Ainda a horrível paridade
Dois artigos de Ana Gomes. Sobre os mesmos, tenho a fazer as seguintes considerações:
- é de todo inacreditável como é que alguém com a visibilidade de Ana Gomes fala em invisibilidade das mulheres na política - para o bem e para o mal, se há coisa que a própria não é, é invisível; e a ela poderemos juntar outras, muitas outras;
- não vejo vergonha nenhuma na falta de mulheres em cargos políticos, como não veria na falta de homens;
- se diz que a política, pelo contrário, é uma área onde redes de contactos informais, amizades, fidelidades a lideranças jogam um papel determinante. Esta informalidade determina opacidade nos processos de escolha de indivíduos, sobretudo na elaboração de listas eleitorais. Opacidade que neutraliza o princípio do mérito. , decididamente é-me de todo incompreensível como é que daqui se podem tirar conclusões de discriminação sexual e de exclusões em função do género - e, ainda que tal fosse possível (hipótese nem sequer académica), tal consubstanciaria passar um monumental atestado de incapacidade e de estupidez sociais a todas as mulheres;
- discriminar em função do sexo é por natureza incompatível com o professar da ideologia socialista, ponto final;
- se somos todos igualmente cidadãos, uma compartimentação parte do errado princípio que uns estão mais preocupados que outros com umas coisas com base no género, o que é errado e inadmissível (e anti-pedagógico, até);
- da declaração de veto do Presidente da República retiro que o mesmo até poderá eventualmente não vetar uma proposta que fixe uma quota de 20 ou 25% - infelizmente; em qualquer caso, como aqui já escrevi, não tenho dúvidas que uma lei de quotas é inconstitucional, e mesmo que o art. 109º obrigasse à sua existência (o que não acontece) tal constubstanciaria uma situação de revisão constitucional inconstitucional por violação dos limites materiais de revisão, tendo em conta que um deles é precisamente os direitos, liberdades e garantias;
- de facto, o argumento presidencial da liberdade de escolha do eleitorado (ao contrário dos outros) é ridículo;
- tal como um jornalista fez uma vez a Maria de Belém (não obtendo resposta, obviamente), desafio desde já Ana Gomes a provar situações de discriminação das mulheres na vida política - dizer que há discriminação por causa do número total é verdadeiramente absurdo - quero provas concretas, apesar de desde já saber que não as vai ter, pelo menos em partidos socialistas;
- mais, custa assim tanto a perceber o TRISTE facto de tudo o que cheire a actividade política, por alguma razão, interessar muito mais a homens que a mulheres ? Até em faculdades com esmagadora maioria de mulheres, na composição das listas às associações académicas o número de homens dispara. Para dar um exemplo que conheço: na balbúrdia actual instalada na FDL, onde existirão 2/3 ou mais de mulheres, quase todos os protagonistas são homens. Como é que é possível haver discriminação ?

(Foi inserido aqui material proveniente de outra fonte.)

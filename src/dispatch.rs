//! Command Dispatch channel towards the editor.
//!
//! Vim runs the listener as a job with a JSON channel on stdout; Neovim runs
//! it as an rpc job and is driven through msgpack-rpc on the same pipes.

use std::io::Write;
use std::str::FromStr;

use async_trait::async_trait;
use nvim_rs::compat::tokio::Compat;
use nvim_rs::create::tokio as create;
use nvim_rs::rpc::handler::Dummy;
use nvim_rs::Neovim;
use serde::Serialize;
use tokio::task::JoinHandle;

use crate::command::REDRAW;
use crate::error::{SyncError, SyncResult};

/// Which editor hosts the listener, chosen by the `<0|1>` argument.
#[derive(Debug, Clone, Copy, PartialEq, Eq)]
pub enum EditorFlavor {
    Vim,
    Neovim,
}

impl FromStr for EditorFlavor {
    type Err = SyncError;

    fn from_str(s: &str) -> Result<Self, Self::Err> {
        match s.trim() {
            "0" => Ok(EditorFlavor::Vim),
            "1" => Ok(EditorFlavor::Neovim),
            other => Err(SyncError::Arguments(format!(
                "editor flavor must be 0 (vim) or 1 (neovim), got {:?}",
                other
            ))),
        }
    }
}

/// Something that can execute editor commands.
#[async_trait]
pub trait CommandSink: Send {
    async fn execute(&mut self, command: &str) -> SyncResult<()>;
}

/// One message of Vim's JSON channel protocol: `["ex", "<command>"]`.
#[derive(Debug, Serialize)]
struct ExCommand<'a>(&'static str, &'a str);

impl<'a> ExCommand<'a> {
    fn new(command: &'a str) -> Self {
        ExCommand("ex", command)
    }
}

/// Newline-delimited JSON commands written to a byte stream.
pub struct JsonChannel<W> {
    out: W,
}

impl JsonChannel<std::io::Stdout> {
    pub fn stdout() -> Self {
        Self::new(std::io::stdout())
    }
}

impl<W: Write> JsonChannel<W> {
    pub fn new(out: W) -> Self {
        Self { out }
    }

    pub fn into_inner(self) -> W {
        self.out
    }

    fn write_line(&mut self, command: &str) -> SyncResult<()> {
        let line = serde_json::to_string(&ExCommand::new(command))
            .map_err(|e| SyncError::Editor(e.to_string()))?;
        self.out.write_all(line.as_bytes())?;
        self.out.write_all(b"\n")?;
        Ok(())
    }
}

#[async_trait]
impl<W: Write + Send> CommandSink for JsonChannel<W> {
    async fn execute(&mut self, command: &str) -> SyncResult<()> {
        self.write_line(command)?;
        self.write_line(REDRAW)?;
        self.out.flush()?;
        Ok(())
    }
}

/// nvim-rs attaches to the parent through the stdio fds opened as files.
type NvimWriter = Compat<tokio::fs::File>;

/// Commands sent to the parent Neovim through `nvim_command`.
pub struct NeovimChannel {
    nvim: Neovim<NvimWriter>,
    io: JoinHandle<()>,
}

impl NeovimChannel {
    /// Attach to the Neovim instance that spawned this process.
    pub async fn attach() -> SyncResult<Self> {
        tracing::debug!("attaching to neovim through stdio");
        let (nvim, io) = create::new_parent(Dummy::<NvimWriter>::new())
            .await
            .map_err(|e| SyncError::Editor(e.to_string()))?;
        let io = tokio::spawn(async move {
            match io.await {
                Ok(Err(e)) => tracing::warn!("neovim rpc loop ended: {:?}", e),
                Err(e) => tracing::warn!("neovim rpc task failed: {}", e),
                Ok(Ok(())) => tracing::debug!("neovim closed the rpc channel"),
            }
        });
        Ok(Self { nvim, io })
    }
}

impl Drop for NeovimChannel {
    fn drop(&mut self) {
        self.io.abort();
    }
}

#[async_trait]
impl CommandSink for NeovimChannel {
    async fn execute(&mut self, command: &str) -> SyncResult<()> {
        self.nvim
            .command(command)
            .await
            .map_err(|e| SyncError::Editor(e.to_string()))
    }
}

/// Build the sink for `flavor`. Called once at startup.
pub async fn connect(flavor: EditorFlavor) -> SyncResult<Box<dyn CommandSink>> {
    let sink: Box<dyn CommandSink> = match flavor {
        EditorFlavor::Vim => Box::new(JsonChannel::stdout()) as Box<dyn CommandSink>,
        EditorFlavor::Neovim => Box::new(NeovimChannel::attach().await?) as Box<dyn CommandSink>,
    };
    Ok(sink)
}

#[async_trait]
impl<S: CommandSink + ?Sized> CommandSink for Box<S> {
    async fn execute(&mut self, command: &str) -> SyncResult<()> {
        (**self).execute(command).await
    }
}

- o que é natural e harmonioso, bem como democrático e socialista, é, sem qualquer tipo de discriminações, não se olhar ao sexo das pessoas na altura de elaborar listas - e, já agora, não se criarem departamentos de mulheres;
- facto é que as quotas concedem às mulheres um estatuto político de menoridade, ou anda assim tão fora dos circuitos do Partido para nunca ter ouvido comentários do "esta está na Comissão Nacional porque foi preciso preencher a quota" e afins ?
- do que não tenho a menor dúvida é que, com ou sem quotas, a vontade política de Ferro Rodrigues era mais que suficiente para a colocar em lugar mais que elegível na lista ao Parlamento Europeu; dizer o contrário é diminuir-se a si própria e subestimar o ex-Secretário-Geral;
De uma vez por todas, esclareça-se. A lógica das quotas é importada das sociedades tradicionalmente machistas do Norte da Europa, e tem por base considerar-se que existe uma sociedade patriarcal que discrimina todos os que não sejam homens e heterossexuais. Necessitariam assim as mulheres de garantias especiais para que não fossem discriminadas por natureza.
Isto é profundamente absurdo. Infelizmente, muita gente à esquerda ainda embarca na lógica tradicional que ser de esquerda é estar sempre a favor de mais mulheres, quando o que é democrático é exigir (o que já é um facto mais que consumado na sociedade portuguesa) o acesso de todos em condições de igualdade, independentemente de toda e qualquer característica.
Se Ana Gomes se considera por natureza inferior aos homens e a precisar de garantias especiais é um problema que é apenas seu. Não insulte as outras mulheres. E também não insulte os homens, porque é insultuoso para qualquer democrata, e mais ainda para qualquer socialista, estar a dizer-nos que discriminamos (e pior ainda se por natureza) as mulheres, porque isso seria vergonhosamente ofensivo dos princípios mais básicos da democracia.